Ce dernier fait actuellement face à des "centaines de faillites à l'horizon 2021" en raison de la crise sanitaire provoquée par le coronavirus. Tous deux récemment créés à la suite de l'impact de la crise sur le secteur de l'évènementiel, la FDME et vé réclament de la part du Conseil national de sécurité (CNS) "un planning de réactivation de l'événementiel incluant une date de reprise et de la visibilité".

Ils plaident pour une extension de l'heure maximale de fermeture des établissements et des événements, actuellement limitée à 01H00, ainsi que pour l'augmentation des limites de capacité actuelles, fixées à 200 personnes à l'intérieur et à 400 personnes à l'extérieur.

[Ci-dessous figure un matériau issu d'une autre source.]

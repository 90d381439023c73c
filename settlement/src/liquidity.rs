//! Liquidity management
//!
//! Tracks one pool per currency and hands out reservations against it.
//!
//! # Reservation lifecycle
//!
//! ```text
//! reserve:  available ──amount──▶ reserved
//! commit:   reserved  ──amount──▶ (gone, total balance reduced)
//! release:  reserved  ──amount──▶ available
//! ```
//!
//! A reservation is removed from the registry by whichever of `commit` or
//! `release` runs first, so it can never be both committed and released.
//!
//! # Provisioning
//!
//! When a check fails the shortfall is sourced, in order, from the internal
//! reserve, the emergency line, then cross-currency rebalancing out of pools
//! holding surplus above their optimal balance.

use crate::{
    config::{InflowPolicy, LiquidityConfig, PoolConfig, RebalanceRouteConfig},
    types::{Currency, SettlementRequest},
    Error, Result,
};
use chrono::{DateTime, Duration, Utc};
use dashmap::DashMap;
use parking_lot::Mutex;
use rust_decimal::prelude::ToPrimitive;
use rust_decimal::Decimal;
use serde::{Deserialize, Serialize};
use std::collections::HashMap;
use std::fmt;
use std::sync::Arc;
use tracing::{debug, info, warn};
use uuid::Uuid;

/// Liquidity available for one currency
#[derive(Debug, Clone, Serialize, Deserialize)]
pub struct LiquidityPool {
    /// Pool ID
    pub pool_id: String,

    /// Currency
    pub currency: Currency,

    /// Total balance (available + reserved)
    pub total_balance: Decimal,

    /// Everything the pool has been funded with; committed outflows do not lower it
    pub funded_balance: Decimal,

    /// Free for new reservations
    pub available_balance: Decimal,

    /// Held by open reservations
    pub reserved_balance: Decimal,

    /// Announced but not yet received
    pub pending_inflows: Decimal,

    /// Announced but not yet reserved
    pub pending_outflows: Decimal,

    /// Minimum balance
    pub minimum_balance: Decimal,

    /// Optimal balance
    pub optimal_balance: Decimal,

    /// Last confirmation of the pending inflows
    pub inflow_confirmed_at: Option<DateTime<Utc>>,

    /// Last time the pool took part in a rebalance
    pub last_rebalance: Option<DateTime<Utc>>,

    /// 0.0 (empty) - 1.0 (at or above optimal)
    pub health_score: f64,
}

impl LiquidityPool {
    fn from_config(config: &PoolConfig) -> Self {
        let mut pool = Self {
            pool_id: format!("POOL-{}", config.currency),
            currency: config.currency,
            total_balance: config.initial_balance,
            funded_balance: config.initial_balance,
            available_balance: config.initial_balance,
            reserved_balance: Decimal::ZERO,
            pending_inflows: Decimal::ZERO,
            pending_outflows: Decimal::ZERO,
            minimum_balance: config.minimum_balance,
            optimal_balance: config.optimal_balance,
            inflow_confirmed_at: None,
            last_rebalance: None,
            health_score: 0.0,
        };
        pool.refresh_health();
        pool
    }

    fn refresh_health(&mut self) {
        self.health_score = if self.optimal_balance > Decimal::ZERO {
            (self.available_balance / self.optimal_balance)
                .to_f64()
                .unwrap_or(0.0)
                .clamp(0.0, 1.0)
        } else if self.available_balance > Decimal::ZERO {
            1.0
        } else {
            0.0
        };
    }

    /// Fraction of the funded balance that is reserved or spent
    pub fn utilization(&self) -> f64 {
        if self.funded_balance <= Decimal::ZERO {
            return 0.0;
        }
        (Decimal::ONE - self.available_balance / self.funded_balance)
            .to_f64()
            .unwrap_or(0.0)
            .clamp(0.0, 1.0)
    }
}

/// Outcome of a liquidity check
#[derive(Debug, Clone, Serialize, Deserialize)]
pub struct LiquidityCheck {
    /// Whether `available >= required`
    pub sufficient: bool,

    /// Headroom counted for the check
    pub available: Decimal,

    /// Amount requested
    pub required: Decimal,

    /// Pool health score
    pub health_score: f64,

    /// Suggested follow-up
    pub recommended_action: RecommendedAction,
}

/// Suggested follow-up after a check
#[derive(Debug, Clone, Copy, PartialEq, Eq, Serialize, Deserialize)]
pub enum RecommendedAction {
    /// Pool stays at or above optimal
    None,
    /// Pool drops below optimal
    Rebalance,
    /// Pool drops below minimum
    Provision,
    /// Pool cannot cover the settlement
    Emergency,
}

/// Provisioning source, tried in declaration order
#[derive(Debug, Clone, Copy, PartialEq, Eq, Serialize, Deserialize)]
pub enum LiquiditySource {
    /// Internal reserve of the same currency
    InternalReserve,
    /// Emergency credit line of the same currency
    EmergencyPool,
    /// Surplus of another currency's pool
    CrossCurrencyRebalance,
}

impl LiquiditySource {
    /// Sources in the order they are tried
    pub const ORDER: [LiquiditySource; 3] = [
        LiquiditySource::InternalReserve,
        LiquiditySource::EmergencyPool,
        LiquiditySource::CrossCurrencyRebalance,
    ];
}

/// Result of a provisioning run
#[derive(Debug, Clone, PartialEq, Eq, Serialize, Deserialize)]
pub struct ProvisionOutcome {
    /// Source that covered the shortfall (`None` if there was none)
    pub source: Option<LiquiditySource>,

    /// Amount added to the pool
    pub amount: Decimal,
}

/// Reservation handle
#[derive(Debug, Clone, Copy, PartialEq, Eq, Hash, Serialize, Deserialize)]
pub struct ReservationId(Uuid);

impl ReservationId {
    fn new() -> Self {
        Self(Uuid::now_v7())
    }
}

impl fmt::Display for ReservationId {
    fn fmt(&self, f: &mut fmt::Formatter<'_>) -> fmt::Result {
        write!(f, "rsv-{}", self.0)
    }
}

/// Open reservation
#[derive(Debug, Clone, Serialize, Deserialize)]
pub struct Reservation {
    /// Reservation ID
    pub reservation_id: ReservationId,

    /// Pool currency
    pub currency: Currency,

    /// Amount held
    pub amount: Decimal,

    /// Created timestamp
    pub created_at: DateTime<Utc>,
}

/// Liquidity manager
#[derive(Debug)]
pub struct LiquidityManager {
    /// Pools, each behind its own lock
    pools: DashMap<Currency, Arc<Mutex<LiquidityPool>>>,

    /// Open reservations
    reservations: DashMap<ReservationId, Reservation>,

    /// Internal reserve per currency
    reserves: DashMap<Currency, Decimal>,

    /// Emergency line per currency
    emergency: DashMap<Currency, Decimal>,

    /// Cross-currency routes
    rebalance_routes: Vec<RebalanceRouteConfig>,

    /// Pending-inflow inclusion policy
    inflow_policy: InflowPolicy,
}
//! Settlement metrics
//!
//! Prometheus collectors in a private registry, so several engines can live
//! in one process (tests, drills) without clashing on the default registry.
//!
//! # Metrics
//!
//! - `settlement_total` - Settlements admitted
//! - `settlement_success_total` - Settlements completed
//! - `settlement_failure_total` - Settlements failed
//! - `settlement_queued_total` - Settlements deferred to the queue
//! - `settlement_reversed_total` - Settlements reversed
//! - `settlement_latency_seconds` - Histogram of settlement latencies
//! - `settlement_liquidity_utilization` - Pool utilization per currency

use crate::types::Currency;
use prometheus::{
    Encoder, GaugeVec, Histogram, HistogramOpts, IntCounter, Opts, Registry, TextEncoder,
};
use serde::{Deserialize, Serialize};
use std::collections::HashMap;
use std::sync::atomic::{AtomicU64, Ordering};
use std::sync::Arc;
use std::time::Instant;

/// Point-in-time view of the settlement metrics
#[derive(Debug, Clone, Serialize, Deserialize)]
pub struct MetricsSnapshot {
    /// Settlements admitted
    pub total: u64,

    /// Completed
    pub successful: u64,

    /// Failed
    pub failed: u64,

    /// Deferred to the queue
    pub queued: u64,

    /// Reversed
    pub reversed: u64,

    /// Mean latency of terminal settlements (milliseconds)
    pub average_latency_ms: f64,

    /// Completed settlements per second since start
    pub throughput_per_sec: f64,

    /// Pool utilization per currency
    pub liquidity_utilization: HashMap<Currency, f64>,
}

/// Metrics collector
#[derive(Debug, Clone)]
pub struct SettlementMetrics {
    /// Settlements admitted
    pub total: IntCounter,

    /// Completed
    pub successful: IntCounter,

    /// Failed
    pub failed: IntCounter,

    /// Deferred to the queue
    pub queued: IntCounter,

    /// Reversed
    pub reversed: IntCounter,

    /// Latency histogram (seconds)
    pub latency: Histogram,

    /// Pool utilization per currency
    pub liquidity_utilization: GaugeVec,

    /// Latency sum in microseconds, for the exact mean
    latency_sum_us: Arc<AtomicU64>,

    started_at: Instant,

    registry: Arc<Registry>,
}

impl SettlementMetrics {
    /// Create new metrics collector
    pub fn new() -> prometheus::Result<Self> {
        let registry = Arc::new(Registry::new());

        let total = IntCounter::new("settlement_total", "Settlements admitted")?;
        registry.register(Box::new(total.clone()))?;

        let successful = IntCounter::new("settlement_success_total", "Settlements completed")?;
        registry.register(Box::new(successful.clone()))?;

        let failed = IntCounter::new("settlement_failure_total", "Settlements failed")?;
        registry.register(Box::new(failed.clone()))?;

        let queued = IntCounter::new("settlement_queued_total", "Settlements deferred to the queue")?;
        registry.register(Box::new(queued.clone()))?;

        let reversed = IntCounter::new("settlement_reversed_total", "Settlements reversed")?;
        registry.register(Box::new(reversed.clone()))?;

        let latency = Histogram::with_opts(
            HistogramOpts::new("settlement_latency_seconds", "Histogram of settlement latencies")
                .buckets(vec![0.0005, 0.001, 0.005, 0.010, 0.025, 0.050, 0.100, 0.250, 0.500, 1.0]),
        )?;
        registry.register(Box::new(latency.clone()))?;

        let liquidity_utilization = GaugeVec::new(
            Opts::new(
                "settlement_liquidity_utilization",
                "Fraction of each pool not available",
            ),
            &["currency"],
        )?;
        registry.register(Box::new(liquidity_utilization.clone()))?;

        Ok(Self {
            total,
            successful,
            failed,
            queued,
            reversed,
            latency,
            liquidity_utilization,
            latency_sum_us: Arc::new(AtomicU64::new(0)),
            started_at: Instant::now(),
            registry,
        })
    }

    /// Record an admitted settlement
    pub fn record_admitted(&self) {
        self.total.inc();
    }

    /// Record a deferred settlement
    pub fn record_queued(&self) {
        self.queued.inc();
    }

    /// Record a terminal outcome
    pub fn record_outcome(&self, success: bool, latency_ms: f64) {
        if success {
            self.successful.inc();
        } else {
            self.failed.inc();
        }
        self.latency.observe(latency_ms / 1_000.0);
        self.latency_sum_us
            .fetch_add((latency_ms * 1_000.0).max(0.0) as u64, Ordering::Relaxed);
    }

    /// Record a reversal
    pub fn record_reversed(&self) {
        self.reversed.inc();
    }

    /// Publish pool utilization
    pub fn record_liquidity_utilization(&self, utilization: &HashMap<Currency, f64>) {
        for (currency, value) in utilization {
            self.liquidity_utilization
                .with_label_values(&[currency.code()])
                .set(*value);
        }
    }

    /// Snapshot, with the given pool utilization
    pub fn snapshot(&self, liquidity_utilization: HashMap<Currency, f64>) -> MetricsSnapshot {
        self.record_liquidity_utilization(&liquidity_utilization);

        let successful = self.successful.get();
        let failed = self.failed.get();
        let terminal = successful + failed;
        let average_latency_ms = if terminal > 0 {
            self.latency_sum_us.load(Ordering::Relaxed) as f64 / terminal as f64 / 1_000.0
        } else {
            0.0
        };

        let elapsed = self.started_at.elapsed().as_secs_f64();
        let throughput_per_sec = if elapsed > 0.0 {
            successful as f64 / elapsed
        } else {
            0.0
        };

        MetricsSnapshot {
            total: self.total.get(),
            successful,
            failed,
            queued: self.queued.get(),
            reversed: self.reversed.get(),
            average_latency_ms,
            throughput_per_sec,
            liquidity_utilization,
        }
    }

    /// Prometheus text exposition
    pub fn gather_text(&self) -> String {
        let mut buffer = Vec::new();
        let encoder = TextEncoder::new();
        if encoder.encode(&self.registry.gather(), &mut buffer).is_err() {
            return String::new();
        }
        String::from_utf8(buffer).unwrap_or_default()
    }

    /// Get metrics registry
    pub fn registry(&self) -> &Registry {
        &self.registry
    }
}

#[cfg(test)]
mod tests {
    use super::*;

    #[test]
    fn test_metrics_creation() {
        let metrics = SettlementMetrics::new().unwrap();
        assert_eq!(metrics.total.get(), 0);

        // Private registries: a second collector does not clash
        assert!(SettlementMetrics::new().is_ok());
    }

    #[test]
    fn test_outcomes_and_mean_latency() {
        let metrics = SettlementMetrics::new().unwrap();
        metrics.record_admitted();
        metrics.record_admitted();
        metrics.record_outcome(true, 2.0);
        metrics.record_outcome(false, 4.0);

        let snapshot = metrics.snapshot(HashMap::new());
        assert_eq!(snapshot.total, 2);
        assert_eq!(snapshot.successful, 1);
        assert_eq!(snapshot.failed, 1);
        assert!((snapshot.average_latency_ms - 3.0).abs() < 1e-9);
    }

    #[test]
    fn test_gather_text() {
        let metrics = SettlementMetrics::new().unwrap();
        metrics.record_queued();
        let utilization = HashMap::from([(Currency::USD, 0.25)]);
        let snapshot = metrics.snapshot(utilization);
        assert_eq!(snapshot.queued, 1);

        let text = metrics.gather_text();
        assert!(text.contains("settlement_queued_total 1"));
        assert!(text.contains("settlement_liquidity_utilization{currency=\"USD\"} 0.25"));
    }
}
// Copyright (c) 2025 Soumyadip Sarkar.
// All rights reserved.
//
// This source code is licensed under the license found in the
// LICENSE file in the root directory of this source tree.

//! Errors raised by the calendar and the operation store.
//!
//! - [`InvalidInput`] a payload failed validation before reaching storage.
//! - [`Range`] month or day arithmetic was handed an out-of-range value.
//! - [`Storage`] SQLite could not read or write.
//! - [`Corrupt`] a stored row could not be decoded.
//!
//! [`InvalidInput`]: Error::InvalidInput
//! [`Range`]: Error::Range
//! [`Storage`]: Error::Storage
//! [`Corrupt`]: Error::Corrupt
use thiserror::Error;

#[derive(Error, Debug)]
pub enum Error {
    #[error("invalid input: {0}")]
    InvalidInput(String),
    #[error("out of range: {0}")]
    Range(String),
    #[error("storage error: {0}")]
    Storage(#[from] rusqlite::Error),
    #[error("corrupt row: {0}")]
    Corrupt(String),
}

impl Error {
    pub fn is_invalid_input(&self) -> bool {
        matches!(self, Error::InvalidInput(_))
    }

    pub fn is_storage(&self) -> bool {
        matches!(self, Error::Storage(_))
    }
}

pub type Result<T> = std::result::Result<T, Error>;
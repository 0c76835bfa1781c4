// Copyright (c) 2025 Soumyadip Sarkar.
// All rights reserved.
//
// This source code is licensed under the license found in the
// LICENSE file in the root directory of this source tree.

use crate::store;
use crate::utils::{arg, fmt_money, maybe_print_json, parse_decimal, parse_month, pretty_table};
use anyhow::Result;
use rusqlite::Connection;

pub fn handle(conn: &Connection, m: &clap::ArgMatches) -> Result<()> {
    match m.subcommand() {
        Some(("add", sub)) => {
            let title = arg(sub, "title")?;
            let amount = parse_decimal(arg(sub, "amount")?)?;
            let month = parse_month(arg(sub, "month")?)?;
            let id = store::add_income(conn, title, amount, month.month(), month.year())?;
            println!("Recorded income #{} '{}' {} for {}", id, title, amount, month);
        }
        Some(("list", sub)) => {
            let month = parse_month(arg(sub, "month")?)?;
            let incomes = store::list_incomes(conn, month.month(), month.year())?;
            if !maybe_print_json(sub.get_flag("json"), sub.get_flag("jsonl"), &incomes)? {
                let mut rows: Vec<Vec<String>> = incomes
                    .iter()
                    .map(|i| vec![i.id.to_string(), i.title.clone(), fmt_money(&i.amount)])
                    .collect();
                let total = store::total_monthly_income(conn, month.month(), month.year())?;
                rows.push(vec![String::new(), "Total".into(), fmt_money(&total)]);
                println!("{}", pretty_table(&["Id", "Title", "Amount"], rows));
            }
        }
        _ => {}
    }
    Ok(())
}
// Copyright (c) 2025 Soumyadip Sarkar.
// All rights reserved.
//
// This source code is licensed under the license found in the
// LICENSE file in the root directory of this source tree.

use crate::store;
use crate::utils::{fmt_money, maybe_print_json, month_or_current, pretty_table};
use anyhow::Result;
use rusqlite::Connection;

pub fn handle(conn: &Connection, sub: &clap::ArgMatches) -> Result<()> {
    let month = month_or_current(sub)?;
    let summary = store::month_summary(conn, month)?;
    if !maybe_print_json(sub.get_flag("json"), sub.get_flag("jsonl"), &summary)? {
        let data = vec![
            vec!["Budget".to_string(), fmt_money(&summary.budget)],
            vec!["Income".to_string(), fmt_money(&summary.income)],
            vec!["Operations".to_string(), fmt_money(&summary.operations)],
            vec!["Balance".to_string(), fmt_money(&summary.balance)],
        ];
        let title = month.to_string();
        println!("{}", pretty_table(&[title.as_str(), ""], data));
    }
    Ok(())
}
// Copyright (c) 2025 Soumyadip Sarkar.
// All rights reserved.
//
// This source code is licensed under the license found in the
// LICENSE file in the root directory of this source tree.

use crate::store;
use crate::utils::{arg, fmt_money, maybe_print_json, parse_decimal, parse_month, pretty_table};
use anyhow::Result;
use rusqlite::Connection;

pub fn handle(conn: &Connection, m: &clap::ArgMatches) -> Result<()> {
    match m.subcommand() {
        Some(("set", sub)) => set(conn, sub)?,
        Some(("show", sub)) => show(conn, sub)?,
        _ => {}
    }
    Ok(())
}

fn set(conn: &Connection, sub: &clap::ArgMatches) -> Result<()> {
    let month = parse_month(arg(sub, "month")?)?;
    let amount = parse_decimal(arg(sub, "amount")?)?;
    store::set_monthly_budget(conn, month.month(), month.year(), amount)?;
    println!("Budget set for {} = {}", month, amount);
    Ok(())
}

fn show(conn: &Connection, sub: &clap::ArgMatches) -> Result<()> {
    let month = parse_month(arg(sub, "month")?)?;
    let budget = store::monthly_budget(conn, month.month(), month.year())?;
    if maybe_print_json(sub.get_flag("json"), sub.get_flag("jsonl"), &budget)? {
        return Ok(());
    }
    let shown = budget
        .map(|b| fmt_money(&b.amount))
        .unwrap_or_else(|| "(none)".into());
    println!(
        "{}",
        pretty_table(&["Month", "Budget"], vec![vec![month.to_string(), shown]])
    );
    Ok(())
}
// Copyright (c) 2025 Soumyadip Sarkar.
// All rights reserved.
//
// This source code is licensed under the license found in the
// LICENSE file in the root directory of this source tree.

use chrono::NaiveDate;
use rusqlite::Connection;
use rust_decimal::Decimal;
use subtrack::calendar::Locale;
use subtrack::commands::categories::known_categories;
use subtrack::models::NewOperation;
use subtrack::{cli, commands::config, db, store, utils};
use tempfile::tempdir;

fn setup() -> Connection {
    let conn = Connection::open_in_memory().unwrap();
    db::init_schema(&conn).unwrap();
    conn
}

#[test]
fn locale_defaults_to_english_and_persists() {
    let conn = setup();
    assert_eq!(utils::get_locale(&conn).unwrap(), Locale::En);

    let matches = cli::build_cli().get_matches_from([
        "subtrack", "config", "set", "--key", "locale", "--value", " FR ",
    ]);
    let Some(("config", c_m)) = matches.subcommand() else {
        panic!("config command not parsed");
    };
    config::handle(&conn, c_m).unwrap();
    assert_eq!(utils::get_setting(&conn, "locale").unwrap().as_deref(), Some("fr"));
    assert_eq!(utils::get_locale(&conn).unwrap(), Locale::Fr);
}

#[test]
fn unknown_settings_are_rejected() {
    let conn = setup();
    assert!(utils::set_setting(&conn, "currency", "EUR").is_err());
    assert!(utils::set_setting(&conn, "locale", "de").is_err());
    assert_eq!(utils::get_setting(&conn, "locale").unwrap(), None);
}

#[test]
fn categories_merge_defaults_with_used_labels() {
    let conn = setup();
    store::add_operation(
        &conn,
        &NewOperation {
            title: "Vet".into(),
            amount: Decimal::from(-60),
            date: NaiveDate::from_ymd_opt(2025, 4, 2).unwrap(),
            category: "Pets".into(),
            recurring: false,
        },
    )
    .unwrap();
    let cats = known_categories(&conn).unwrap();
    assert_eq!(cats.len(), 6);
    assert_eq!(cats[0], "Food");
    assert_eq!(cats.last().map(String::as_str), Some("Pets"));
}

#[test]
fn open_at_creates_schema_on_disk() {
    let dir = tempdir().unwrap();
    let path = dir.path().join("nested").join("subtrack.sqlite");
    {
        let conn = db::open_at(&path).unwrap();
        store::set_monthly_budget(&conn, 1, 2026, Decimal::from(10)).unwrap();
    }
    let conn = db::open_at(&path).unwrap();
    assert_eq!(
        store::get_monthly_budget(&conn, 1, 2026).unwrap(),
        Some(Decimal::from(10))
    );
}
// Copyright (c) 2025 Soumyadip Sarkar.
// All rights reserved.
//
// This source code is licensed under the license found in the
// LICENSE file in the root directory of this source tree.

use crate::calendar::{CalendarCursor, Locale, YearMonth};
use crate::commands::operations::OperationRow;
use crate::error::Error;
use crate::page::CalendarPage;
use crate::utils::{fmt_money, get_locale, parse_month, pretty_table};
use anyhow::Result;
use chrono::NaiveDate;
use rusqlite::Connection;
use std::fmt::Write;

pub fn handle(conn: &Connection, sub: &clap::ArgMatches) -> Result<()> {
    let start = match sub.get_one::<String>("month") {
        Some(m) => parse_month(m)?,
        None => CalendarCursor::today().year_month(),
    };
    let prev = *sub.get_one::<u32>("prev").unwrap_or(&0);
    let next = *sub.get_one::<u32>("next").unwrap_or(&0);
    let target = target_month(start, prev, next)?;
    let mut page = CalendarPage::open(conn, CalendarCursor::new(target))?;
    if let Some(day) = sub.get_one::<u32>("select") {
        page.toggle_day(*day)?;
    }
    let today = chrono::Local::now().date_naive();
    print!("{}", render(&page, today, get_locale(conn)?)?);
    Ok(())
}

/// `start` moved back `prev` and forward `next` months in one step.
pub fn target_month(start: YearMonth, prev: u32, next: u32) -> Result<YearMonth, Error> {
    let delta = i64::from(next) - i64::from(prev);
    i32::try_from(delta)
        .ok()
        .and_then(|d| start.shifted(d))
        .ok_or_else(|| Error::Range(format!("{} shifted by {} months", start, delta)))
}

/// Grid, operation list and balance of the page as text.
pub fn render(page: &CalendarPage<'_>, today: NaiveDate, locale: Locale) -> Result<String> {
    let grid = page.grid(today, locale)?;
    let mut out = String::new();
    writeln!(out, "{}", grid.title)?;
    writeln!(out, "{}", pretty_table(&grid.headers, grid.week_rows()))?;

    let rows: Vec<Vec<String>> = page
        .operations()
        .iter()
        .map(OperationRow::from)
        .map(|r| vec![r.id.to_string(), r.date, r.title, r.amount, r.category, r.kind])
        .collect();
    if rows.is_empty() {
        writeln!(out, "No operations")?;
    } else {
        writeln!(
            out,
            "{}",
            pretty_table(&["Id", "Date", "Title", "Amount", "Category", "Kind"], rows)
        )?;
    }
    writeln!(out, "Balance: {}", fmt_money(&page.balance()))?;
    Ok(out)
}
// Copyright (c) 2025 Soumyadip Sarkar.
// All rights reserved.
//
// This source code is licensed under the license found in the
// LICENSE file in the root directory of this source tree.

use anyhow::Result;
use std::path::PathBuf;
use tracing_subscriber::EnvFilter;

use subtrack::{cli, commands, db};

fn main() -> Result<()> {
    tracing_subscriber::fmt()
        .with_env_filter(
            EnvFilter::try_from_default_env().unwrap_or_else(|_| EnvFilter::new("subtrack=warn")),
        )
        .with_writer(std::io::stderr)
        .init();

    let cli = cli::build_cli();
    let matches = cli.get_matches();

    let path = match matches.get_one::<String>("db") {
        Some(p) => PathBuf::from(p),
        None => db::db_path()?,
    };
    let conn = db::open_at(&path)?;

    match matches.subcommand() {
        Some(("init", _)) => {
            println!("Database initialized at {}", path.display());
        }
        Some(("op", sub)) => commands::operations::handle(&conn, sub)?,
        Some(("budget", sub)) => commands::budgets::handle(&conn, sub)?,
        Some(("income", sub)) => commands::incomes::handle(&conn, sub)?,
        Some(("balance", sub)) => commands::balance::handle(&conn, sub)?,
        Some(("calendar", sub)) => commands::calendar::handle(&conn, sub)?,
        Some(("categories", _)) => commands::categories::handle(&conn)?,
        Some(("config", sub)) => commands::config::handle(&conn, sub)?,
        _ => {
            cli::build_cli().print_help()?;
            println!();
        }
    }
    Ok(())
}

Les organisations demandent une augmentation de la seconde aide complémentaire de 3.500 euros versée par le gouvernement wallon, l'augmentation de la garantie de la Sowalfin à hauteur de 100%, au lieu de 75% actuellement, et la mise en place d'une "amnistie fiscale au niveau fédéral jusqu'au 31 décembre" au moins. Cela passerait entre autres par une réduction de la TVA, des cotisations patronales et de l'imposition fiscale des entités concernées.

Les organisations plaident par ailleurs pour le maintien du droit passerelle et du chômage temporaire pour les travailleurs du secteur, et ce jusqu'au "retour à la normale".

Les acteurs de l'évènementiel préconisent, tant au niveau fédéral que régional, une "mise sous cocon" afin de protéger les entreprises du secteur.

Leur liste de propositions sera bientôt remise aux différents ministres compétents "lors d'une action à venir".